INQ Mas o berço era muito pequenino, então!
INF2 Não era muito pequeno, era um berço bom! Agora eu é que era valente! Era forte! Por isso é que podia bem com o berço. E era assim.
INQ Mas era daqueles que, que se?…
INF2 Embalava, embalava. Era um berço bom, e então era de madeira boa, de madeira de castanho. Era pesadíssimo!
INQ Já não o tem?
INF2 Ah, ainda há esse berço, parece-me que em casa da minha tia Carolina, não é? É.
INF1 Não.
INF2 Ainda está lá.
INF1 Do tio Belisando.
INF2 Está em casa da tia Carolina. Não, já veio.
INF1 Oh!
INF2 Criou uma mancheia de famílias o tal berço. Era duma madrinha dela. Criou cinco ou seis filhos dela. E criou os nossos seis filhos – a gente é que éramos irmãos, que era a minha mãe, que isto é uma irmã [vocalização] de minha mãe –, e criou os seus seis filhos. E minha tia teve oito, e eu tive esta, e minha irmã teve três e ainda emprestaram a umas de fora, assim como a Hermínia, e emprestaram para meu irmão Belisando também, que criou dois… O que aquele berço tem criado de de famílias! Mas a madeira era muito boa! E ainda está bom! Ainda está bom. Mas penei muito [pausa] para a criar. Mas nunca deixei… Eu vinha da fábrica [pausa] fazer a minha comida para tornar a ir no outro dia, e lavava a minha roupinha, mas também às onze da às onze horas da noite, eu acendia o meu ferro com as su- com as minhas brasas, e em cima duma caixinha em cima duma caixinha, eu passava a roupa toda da minha filha. E ela nunca vestiu peça de roupa que não fosse passada ao ferro! Agora já Agora já vai, que umas sobrinhas às vezes dão, ou coisa assim mais passageira, ou uns nylons, ou coisa assim, já escapa. Mas em pequenina nunca vestiu peça de roupa que não fosse passada a ferro. Nunca lhe pus uma fraldinha que fosse! Mas ela então também era muito limpinha! De sete meses, nunca mais usou fraldas! Fiz-lhe as suas calcinhas de calção- de calçãozinho com os seus elasticozinhos… Ela era muito… A gente gabava, ficava muito engraçada! Porque tinha-lhe feito muitos poderes, urinava umas, ia mesmo ao bacio ou a uma selhinha, aquilo com uma camadinha de sabão, lá se punham num malheirinho [pausa] a enxugar, nunca lhe faltou calças e andava sempre composta e nunca mais me deu trabalho a lavar fraldas nem a coar as fraldas. Que as fraldas são muito engraçadas, mas hão-de ser brancas. Sendo encardidas, velhas, não se podem ver. Agora é assim. Mas então tinha a minha presunção de a criar bem criadinha!

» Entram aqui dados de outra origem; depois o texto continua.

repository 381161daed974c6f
//! Infrastructure layer: I/O implementations and DI container
//!
//! This layer implements I/O boundary traits and wires up services.

pub mod di;
pub mod error;
pub mod traits;

pub use error::{InfraError, InfraResult};
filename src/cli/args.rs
//! CLI argument definitions using clap

use std::path::PathBuf;

use clap::{ArgAction, Parser, Subcommand, ValueHint};

/// Self-documenting target trees: list, document and inspect build targets
#[derive(Parser, Debug)]
#[command(name = "helptree")]
#[command(author, version, about, long_about = None)]
#[command(propagate_version = true)]
pub struct Cli {
    /// Debug output: -d info, -dd debug, -ddd trace
    #[arg(short, long, action = ArgAction::Count, global = true)]
    pub debug: u8,

    /// Project directory (default: cwd)
    #[arg(short = 'C', long, global = true, value_hint = ValueHint::DirPath)]
    pub project_dir: Option<PathBuf>,

    /// Targets file (default: targets_file from config)
    #[arg(short = 'f', long, global = true, value_hint = ValueHint::FilePath)]
    pub file: Option<PathBuf>,

    #[command(subcommand)]
    pub command: Option<Commands>,
}

#[derive(Subcommand, Debug)]
pub enum Commands {
    /// Print the help text (default command)
    Doc {
        /// List unannotated leaves too
        #[arg(short, long)]
        all: bool,
        /// Prefix every listed path, e.g. packages.x86_64-linux
        #[arg(long)]
        base_path: Option<String>,
        /// Omit the header
        #[arg(long)]
        raw: bool,
    },

    /// List documented paths, one per line
    List {
        /// List unannotated leaves too
        #[arg(short, long)]
        all: bool,
    },

    /// Show a value as a tree (default: the whole tree)
    Show {
        /// Dotted attribute path
        path: Option<String>,
    },

    /// Print the value at a dotted path
    Get {
        /// Dotted attribute path; quote segments containing dots: a."b.c"
        path: String,
    },

    /// Manage settings
    Config {
        #[command(subcommand)]
        command: ConfigCommands,
    },

    /// Generate shell completions
    Completion {
        /// Shell type
        #[arg(value_enum)]
        shell: clap_complete::Shell,
    },
}

#[derive(Subcommand, Debug)]
pub enum ConfigCommands {
    /// Show merged config
    Show,

    /// Show config paths
    Path,

    /// Print a config template
    Template,
}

INQ Olhe, e para ela adormecer, cantava-lhe alguma coisa?
INF2 Às vezes. Agora já nem me esquece bem como era as cantigas, mas às vezes dizia também qualquer tolice. Nunca foi pequena de pegar no sono no colo. Chateava-me muito. Nunca pude ir a lugar nenhum, fosse a um baile, ou a um lugar qualquer, porque ela nunca se acertava para pegar no sono no colo. Vá de viravoltas no colo e punha-se de bruços, com os joelhos em cima das pernas e nunca havia maneira de pegar no sono. Que a gente quando pega numa criança, a gente deita-a por cima do bracinho fora, e ela fecha os olhinhos para pegar no sono. Esta nunca pegava no sono. Sim senhora.
INQ Mas o que é que lhe cantava? Diga lá.
INF2 Eu já nem sequer me recorda o que é cantar.